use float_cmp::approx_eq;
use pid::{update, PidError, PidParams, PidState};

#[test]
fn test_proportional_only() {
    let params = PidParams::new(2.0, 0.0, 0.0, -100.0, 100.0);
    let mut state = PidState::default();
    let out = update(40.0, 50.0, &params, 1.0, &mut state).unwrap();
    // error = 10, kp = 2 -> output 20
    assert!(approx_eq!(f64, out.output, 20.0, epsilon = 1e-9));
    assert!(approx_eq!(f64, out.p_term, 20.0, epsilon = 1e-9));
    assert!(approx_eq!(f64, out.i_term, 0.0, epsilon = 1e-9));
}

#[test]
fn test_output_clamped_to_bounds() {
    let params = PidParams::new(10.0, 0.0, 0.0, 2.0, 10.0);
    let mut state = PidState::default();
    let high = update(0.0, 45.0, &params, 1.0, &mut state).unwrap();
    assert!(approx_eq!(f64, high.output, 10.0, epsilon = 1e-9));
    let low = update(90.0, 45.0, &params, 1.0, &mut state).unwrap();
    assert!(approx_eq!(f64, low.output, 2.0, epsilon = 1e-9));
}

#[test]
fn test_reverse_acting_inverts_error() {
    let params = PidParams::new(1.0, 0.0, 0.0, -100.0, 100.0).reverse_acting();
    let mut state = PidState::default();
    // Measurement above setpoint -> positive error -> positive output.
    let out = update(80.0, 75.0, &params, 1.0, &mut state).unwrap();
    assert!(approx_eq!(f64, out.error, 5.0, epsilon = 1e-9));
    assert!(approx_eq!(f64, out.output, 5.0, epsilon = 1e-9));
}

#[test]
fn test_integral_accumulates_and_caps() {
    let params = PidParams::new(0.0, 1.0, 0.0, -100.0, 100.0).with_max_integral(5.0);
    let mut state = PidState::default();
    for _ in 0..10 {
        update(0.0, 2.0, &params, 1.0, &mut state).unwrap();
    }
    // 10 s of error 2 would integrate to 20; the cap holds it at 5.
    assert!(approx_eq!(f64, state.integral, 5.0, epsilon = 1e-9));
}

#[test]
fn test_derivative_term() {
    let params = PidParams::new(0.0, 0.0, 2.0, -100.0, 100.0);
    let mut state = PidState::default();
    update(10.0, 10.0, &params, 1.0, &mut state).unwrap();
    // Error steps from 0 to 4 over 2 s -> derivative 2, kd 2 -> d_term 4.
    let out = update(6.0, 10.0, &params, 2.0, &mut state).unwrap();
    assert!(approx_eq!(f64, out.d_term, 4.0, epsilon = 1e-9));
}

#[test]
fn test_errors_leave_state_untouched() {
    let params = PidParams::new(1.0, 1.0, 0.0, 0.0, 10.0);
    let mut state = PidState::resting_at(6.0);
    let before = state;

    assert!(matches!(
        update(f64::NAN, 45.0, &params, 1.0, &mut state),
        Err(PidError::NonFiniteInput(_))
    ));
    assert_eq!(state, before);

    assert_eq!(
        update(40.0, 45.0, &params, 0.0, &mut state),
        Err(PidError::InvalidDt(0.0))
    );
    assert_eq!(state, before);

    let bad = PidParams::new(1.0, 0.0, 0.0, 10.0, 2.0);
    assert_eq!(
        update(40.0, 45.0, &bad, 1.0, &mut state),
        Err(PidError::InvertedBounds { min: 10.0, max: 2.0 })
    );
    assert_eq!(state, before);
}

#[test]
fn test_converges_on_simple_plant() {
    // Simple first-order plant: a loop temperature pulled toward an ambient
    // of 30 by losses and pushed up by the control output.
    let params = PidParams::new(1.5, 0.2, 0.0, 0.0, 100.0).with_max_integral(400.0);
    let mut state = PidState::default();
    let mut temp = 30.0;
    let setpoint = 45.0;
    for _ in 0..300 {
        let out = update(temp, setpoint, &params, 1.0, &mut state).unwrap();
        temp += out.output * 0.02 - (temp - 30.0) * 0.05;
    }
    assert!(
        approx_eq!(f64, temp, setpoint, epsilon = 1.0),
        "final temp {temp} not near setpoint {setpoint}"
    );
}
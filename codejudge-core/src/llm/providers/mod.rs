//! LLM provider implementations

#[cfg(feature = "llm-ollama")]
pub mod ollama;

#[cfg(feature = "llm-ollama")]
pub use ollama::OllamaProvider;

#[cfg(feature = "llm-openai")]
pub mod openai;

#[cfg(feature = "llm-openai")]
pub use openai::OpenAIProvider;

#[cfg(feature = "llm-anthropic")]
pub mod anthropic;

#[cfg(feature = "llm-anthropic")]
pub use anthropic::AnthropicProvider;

※

Task goal
Your task is to restate, word for word, each line from the one that includes "pub use ollama::OllamaProvider;" to the end of the records, with both ends included and nothing else.

Written answer
pub use ollama::OllamaProvider;

#[cfg(feature = "llm-openai")]
pub mod openai;

#[cfg(feature = "llm-openai")]
pub use openai::OpenAIProvider;

#[cfg(feature = "llm-anthropic")]
pub mod anthropic;

#[cfg(feature = "llm-anthropic")]
pub use anthropic::AnthropicProvider;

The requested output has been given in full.